VAW-121 Pijana Wisnia Patch — The Bluetails' Favorite Liberty Call, Stitched in Cherry Red
If you know what 'Pijana Wiśnia' means, you were there — and you probably had more than one.
'Pijana Wiśnia' translates to 'Drunken Cherry' in Polish, and it's the name of a legendary chain of cherry liqueur bars found across Poland — from Kraków's Old Town to Warsaw's Nowy Świat and Wrocław's Market Square. If you've ever been on liberty in Poland, you know the drill: a dimly lit bar, bright red lights, one drink on the menu — a sweet, dangerously smooth cherry liqueur served hot or cold with real cherries — and every sailor in the joint holding the exact same glass. This morale patch commemorates a VAW-121 Bluetails port call or NATO deployment that clearly left an impression. Carrier Airborne Early Warning Squadron 121 (VAW-121) — the 'Bluetails' — flies the E-2D Advanced Hawkeye out of Naval Station Norfolk, Virginia, providing airborne early warning, battle management, and command and control for the carrier strike group.
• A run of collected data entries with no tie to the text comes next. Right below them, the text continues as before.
//! Parses a trimmed field into its resolved type, including null/true/false
//! matching and the COBOL signed-overpunch convention.

use std::collections::HashMap;

use crate::error::{ConversionErrorSnafu, Result};
use crate::options::ConvertOptions;
use crate::row::trim_ascii_spaces;
use crate::schema::DataType;

/// A single converted cell. `Null` is a first-class outcome distinct from
/// `String(vec![])`: an empty field and a null field are different things
/// unless `null_values` says otherwise.
#[derive(Debug, Clone, PartialEq)]
pub enum Value {
    Null,
    Bool(bool),
    Int64(i64),
    Float64(f64),
    String(Vec<u8>),
}

/// Attempts a bool parse against `true_values`/`false_values`. Used both by
/// the type inferencer (as a probe) and by final conversion.
pub fn try_parse_bool(trimmed: &[u8], options: &ConvertOptions) -> Option<bool> {
    if options.true_values.contains(trimmed) {
        Some(true)
    } else if options.false_values.contains(trimmed) {
        Some(false)
    } else {
        None
    }
}

/// Ordinary (non-COBOL) signed decimal integer: optional leading sign,
/// remaining bytes ASCII digits.
pub fn try_parse_plain_int64(trimmed: &[u8]) -> Option<i64> {
    if trimmed.is_empty() {
        return None;
    }
    let digits = match trimmed[0] {
        b'+' | b'-' => &trimmed[1..],
        _ => trimmed,
    };
    if digits.is_empty() || !digits.iter().all(u8::is_ascii_digit) {
        return None;
    }
    std::str::from_utf8(trimmed).ok()?.parse::<i64>().ok()
}

/// Int64 parse honoring `is_cobol`'s signed-overpunch convention on the
/// final character. Falls back to an ordinary signed decimal when the final
/// character isn't a mapped overpunch digit.
pub fn try_parse_int64(
    trimmed: &[u8],
    is_cobol: bool,
    pos_values: &HashMap<u8, u8>,
    neg_values: &HashMap<u8, u8>,
) -> Option<i64> {
    if is_cobol {
        if let Some(value) = try_parse_overpunch(trimmed, pos_values, neg_values) {
            return Some(value);
        }
    }
    try_parse_plain_int64(trimmed)
}

fn try_parse_overpunch(
    trimmed: &[u8],
    pos_values: &HashMap<u8, u8>,
    neg_values: &HashMap<u8, u8>,
) -> Option<i64> {
    let (&last, rest) = trimmed.split_last()?;
    let (digit, negative) = if let Some(&d) = pos_values.get(&last) {
        (d, false)
    } else if let Some(&d) = neg_values.get(&last) {
        (d, true)
    } else {
        return None;
    };
    let mut digits = rest.to_vec();
    digits.push(b'0' + digit);
    let value = try_parse_plain_int64(&digits)?;
    Some(if negative { -value } else { value })
}

pub fn try_parse_float64(trimmed: &[u8]) -> Option<f64> {
    if trimmed.is_empty() {
        return None;
    }
    std::str::from_utf8(trimmed).ok()?.parse::<f64>().ok()
}

/// Converts one field to its resolved `target` type. `raw` is the field's
/// untrimmed bytes (needed for STRING, which preserves internal spaces);
/// `trimmed` is ASCII-space-trimmed.
pub struct ValueConverter<'a> {
    options: &'a ConvertOptions,
}

impl<'a> ValueConverter<'a> {
    pub fn new(options: &'a ConvertOptions) -> Self {
        Self { options }
    }

    pub fn convert(
        &self,
        row: usize,
        column: &str,
        raw: &[u8],
        target: DataType,
    ) -> Result<Value> {
        let trimmed = trim_ascii_spaces(raw);

        if target == DataType::String {
            return if self.options.strings_can_be_null && self.options.is_null(trimmed) {
                Ok(Value::Null)
            } else {
                Ok(Value::String(raw.to_vec()))
            };
        }

        if self.options.is_null(trimmed) {
            return Ok(Value::Null);
        }

        match target {
            DataType::Null => Ok(Value::Null),
            DataType::Bool => try_parse_bool(trimmed, self.options)
                .map(Value::Bool)
                .ok_or_else(|| conversion_error(row, column, target, trimmed)),
            DataType::Int64 => try_parse_int64(
                trimmed,
                self.options.is_cobol,
                &self.options.pos_values,
                &self.options.neg_values,
            )
            .map(Value::Int64)
            .ok_or_else(|| conversion_error(row, column, target, trimmed)),
            DataType::Float64 => try_parse_float64(trimmed)
                .map(Value::Float64)
                .ok_or_else(|| conversion_error(row, column, target, trimmed)),
            DataType::String | DataType::Binary => Ok(Value::String(raw.to_vec())),
        }
    }
}

fn conversion_error(
    row: usize,
    column: &str,
    target_type: DataType,
    trimmed: &[u8],
) -> crate::error::FwfError {
    ConversionErrorSnafu {
        row,
        column: column.to_string(),
        target_type,
        value: String::from_utf8_lossy(trimmed).into_owned(),
    }
    .build()
}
Established on April 1, 1967, the Bluetails have deployed aboard carriers from USS Dwight D. Eisenhower to USS George H.W. Bush and USS Nimitz, flying combat missions in support of Operations Desert Shield, Desert Storm, Enduring Freedom, and Inherent Resolve. They were the second fleet squadron to receive the E-2D Advanced Hawkeye in 2014, and in 2010, the squadron lost pilot LT Steven Zilberman, who sacrificed his life holding a stricken Hawkeye level so his crew could bail out safely — earning a posthumous Distinguished Flying Cross. This Pijana Wiśnia patch is pure deployment culture: a reminder that the best liberty stories are the ones you wear on your flight suit the next morning.